Go through the data and copy each line where the string "bind" appears.

● Saved entries:
---+---

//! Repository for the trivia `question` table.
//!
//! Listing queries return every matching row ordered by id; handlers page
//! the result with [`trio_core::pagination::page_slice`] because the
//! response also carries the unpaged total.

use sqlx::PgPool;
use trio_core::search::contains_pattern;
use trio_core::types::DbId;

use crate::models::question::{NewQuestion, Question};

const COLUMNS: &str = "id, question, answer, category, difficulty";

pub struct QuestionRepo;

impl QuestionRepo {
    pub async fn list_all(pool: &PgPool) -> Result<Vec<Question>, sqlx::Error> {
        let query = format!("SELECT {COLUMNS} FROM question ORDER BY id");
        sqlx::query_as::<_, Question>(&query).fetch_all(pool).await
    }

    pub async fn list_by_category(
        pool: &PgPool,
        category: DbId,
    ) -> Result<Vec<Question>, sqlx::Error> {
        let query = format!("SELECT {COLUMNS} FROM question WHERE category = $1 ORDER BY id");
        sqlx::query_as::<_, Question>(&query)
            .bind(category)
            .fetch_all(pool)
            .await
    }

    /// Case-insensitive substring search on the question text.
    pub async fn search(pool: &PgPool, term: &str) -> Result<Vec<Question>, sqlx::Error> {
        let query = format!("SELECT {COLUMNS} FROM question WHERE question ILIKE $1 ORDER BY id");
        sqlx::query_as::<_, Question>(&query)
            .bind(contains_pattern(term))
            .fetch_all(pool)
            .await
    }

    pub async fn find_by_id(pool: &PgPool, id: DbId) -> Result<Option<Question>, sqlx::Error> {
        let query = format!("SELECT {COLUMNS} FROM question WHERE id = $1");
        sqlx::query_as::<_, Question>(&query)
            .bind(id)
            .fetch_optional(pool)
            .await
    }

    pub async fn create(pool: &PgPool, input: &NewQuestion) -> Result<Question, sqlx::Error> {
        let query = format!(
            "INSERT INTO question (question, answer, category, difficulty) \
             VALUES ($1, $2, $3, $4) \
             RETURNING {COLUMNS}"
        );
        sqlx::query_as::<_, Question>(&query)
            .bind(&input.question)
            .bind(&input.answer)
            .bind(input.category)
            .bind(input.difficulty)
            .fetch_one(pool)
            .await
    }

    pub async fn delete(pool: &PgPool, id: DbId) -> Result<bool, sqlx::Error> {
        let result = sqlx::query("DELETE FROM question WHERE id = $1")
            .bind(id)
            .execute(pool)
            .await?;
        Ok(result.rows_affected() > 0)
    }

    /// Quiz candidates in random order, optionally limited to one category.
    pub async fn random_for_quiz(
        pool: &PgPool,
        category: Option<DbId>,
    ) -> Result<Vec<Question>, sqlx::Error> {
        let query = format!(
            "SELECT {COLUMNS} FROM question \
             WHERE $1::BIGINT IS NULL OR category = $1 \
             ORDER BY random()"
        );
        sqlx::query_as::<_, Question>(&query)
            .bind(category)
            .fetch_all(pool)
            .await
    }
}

---+---

● TASK ANSWER:
            .bind(category)
            .bind(contains_pattern(term))
            .bind(id)
            .bind(&input.question)
            .bind(&input.answer)
            .bind(input.category)
            .bind(input.difficulty)
            .bind(id)
            .bind(category)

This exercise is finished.